### Requirement
What is needed here is every line of the records that includes "default".

Dataset records START

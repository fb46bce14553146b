//! CLI commands for packagist-sync.

pub mod exists;
pub mod sync;

use anyhow::{Context, Result};
use clap::{Args, Parser, Subcommand};
use packagist_sync_config::{SyncConfigBuilder, SyncEnvVar};
use packagist_sync_repository::RegistryClientConfig;
use std::path::Path;
use std::time::Duration;

/// packagist-sync - keep a Packagist package in step with its repository
#[derive(Parser, Debug)]
#[command(name = "packagist-sync")]
#[command(author, version, about, long_about = None)]
#[command(propagate_version = true)]
pub struct Cli {
    /// Increase log verbosity (-v, -vv, -vvv)
    #[arg(short, long, global = true, action = clap::ArgAction::Count)]
    pub verbose: u8,

    /// Only print errors
    #[arg(short, long, global = true)]
    pub quiet: bool,

    /// Disable ANSI colors
    #[arg(long, global = true)]
    pub no_ansi: bool,

    #[command(subcommand)]
    pub command: Commands,
}

/// Available commands
#[derive(Subcommand, Debug)]
pub enum Commands {
    /// Update the package on the registry, creating it if it does not exist
    #[command(name = "package:sync", alias = "sync")]
    Sync(sync::SyncArgs),

    /// Check whether the package is listed under its vendor
    #[command(name = "package:exists", alias = "exists")]
    Exists(exists::ExistsArgs),
}

/// Options shared by every command.
#[derive(Args, Debug, Clone)]
pub struct PackageArgs {
    /// Package name as vendor/package [default: name from composer.json]
    #[arg(short = 'p', long, env = SyncEnvVar::PackageName.as_str())]
    pub package_name: Option<String>,

    /// Registry domain, optionally with a scheme [default: packagist.org]
    #[arg(short = 'd', long, env = SyncEnvVar::PackagistDomain.as_str())]
    pub packagist_domain: Option<String>,

    /// Directory holding composer.json, relative to the workspace
    #[arg(short = 'c', long, env = SyncEnvVar::ComposerJsonPath.as_str())]
    pub composer_json_path: Option<String>,

    /// Request timeout in seconds
    #[arg(long, value_name = "SECS")]
    pub timeout: Option<u64>,
}

impl PackageArgs {
    /// Start a configuration from these options.
    ///
    /// The manifest directory is resolved against `GITHUB_WORKSPACE`, or the
    /// current directory when that is unset.
    pub fn config_builder(&self) -> Result<SyncConfigBuilder> {
        let base = match SyncEnvVar::GithubWorkspace.value() {
            Some(workspace) => workspace,
            None => std::env::current_dir()
                .context("failed to read the current directory")?
                .to_string_lossy()
                .into_owned(),
        };
        let dir = manifest_dir(&base, self.composer_json_path.as_deref());

        Ok(packagist_sync_config::SyncConfig::builder()
            .package_name(self.package_name.clone())
            .packagist_domain(self.packagist_domain.clone())
            .composer_json_path(dir))
    }

    /// HTTP settings from these options.
    pub fn client_options(&self) -> RegistryClientConfig {
        RegistryClientConfig {
            timeout: self.timeout.map(Duration::from_secs),
            ..RegistryClientConfig::default()
        }
    }
}

/// Join the manifest directory onto `base`.
pub fn manifest_dir(base: &str, path: Option<&str>) -> String {
    match path.filter(|p| !p.is_empty()) {
        Some(path) => Path::new(base)
            .join(path.trim_start_matches('/'))
            .to_string_lossy()
            .into_owned(),
        None => base.to_string(),
    }
}

#[cfg(test)]
mod tests {
    use super::*;

    #[test]
    fn parse_sync() {
        let cli = Cli::try_parse_from([
            "packagist-sync",
            "-vv",
            "package:sync",
            "secret",
            "-u",
            "alice",
            "-p",
            "acme/widget",
            "-d",
            "repo.example.com",
            "-g",
            "https://github.com/acme/widget",
            "-c",
            "packages/widget",
            "--timeout",
            "30",
        ])
        .unwrap();

        assert_eq!(cli.verbose, 2);
        let Commands::Sync(args) = cli.command else {
            panic!("expected package:sync");
        };
        assert_eq!(args.api_token, "secret");
        assert_eq!(args.packagist_username.as_deref(), Some("alice"));
        assert_eq!(args.package.package_name.as_deref(), Some("acme/widget"));
        assert_eq!(
            args.package.packagist_domain.as_deref(),
            Some("repo.example.com")
        );
        assert_eq!(
            args.github_repository_url.as_deref(),
            Some("https://github.com/acme/widget")
        );
        assert_eq!(
            args.package.composer_json_path.as_deref(),
            Some("packages/widget")
        );
        assert_eq!(
            args.package.client_options().timeout,
            Some(Duration::from_secs(30))
        );
    }

    #[test]
    fn sync_alias_and_global_flags() {
        let cli =
            Cli::try_parse_from(["packagist-sync", "sync", "secret", "--quiet", "--no-ansi"])
                .unwrap();
        assert!(cli.quiet);
        assert!(cli.no_ansi);
        assert!(matches!(cli.command, Commands::Sync(_)));
    }

    #[test]
    fn sync_requires_token() {
        assert!(Cli::try_parse_from(["packagist-sync", "package:sync"]).is_err());
    }

    #[test]
    fn parse_exists() {
        let cli = Cli::try_parse_from([
            "packagist-sync",
            "exists",
            "--vendor",
            "acme",
            "-p",
            "acme/widget",
        ])
        .unwrap();
        let Commands::Exists(args) = cli.command else {
            panic!("expected package:exists");
        };
        assert_eq!(args.vendor.as_deref(), Some("acme"));
        assert_eq!(args.package.package_name.as_deref(), Some("acme/widget"));
        assert_eq!(args.package.client_options().timeout, None);
    }

    #[test]
    fn manifest_dir_joins_path() {
        assert_eq!(manifest_dir("/github/workspace", None), "/github/workspace");
        assert_eq!(manifest_dir("/github/workspace", Some("")), "/github/workspace");
        assert_eq!(
            manifest_dir("/github/workspace", Some("packages/widget")),
            "/github/workspace/packages/widget"
        );
        assert_eq!(
            manifest_dir("/github/workspace/", Some("/packages/widget/")),
            "/github/workspace/packages/widget/"
        );
    }

    #[test]
    fn manifest_dir_feeds_config() {
        let dir = tempfile::tempdir().unwrap();
        std::fs::write(dir.path().join("composer.json"), r#"{"name": "acme/widget"}"#).unwrap();

        let base = dir.path().to_string_lossy().into_owned();
        let config = packagist_sync_config::SyncConfig::builder()
            .composer_json_path(manifest_dir(&base, None))
            .build();

        assert_eq!(config.package_name().unwrap(), "acme/widget");
        assert_eq!(config.vendor_name().unwrap(), "acme");
    }
}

Dataset records END

### Solution for this task
    /// Package name as vendor/package [default: name from composer.json]
    /// Registry domain, optionally with a scheme [default: packagist.org]
            ..RegistryClientConfig::default()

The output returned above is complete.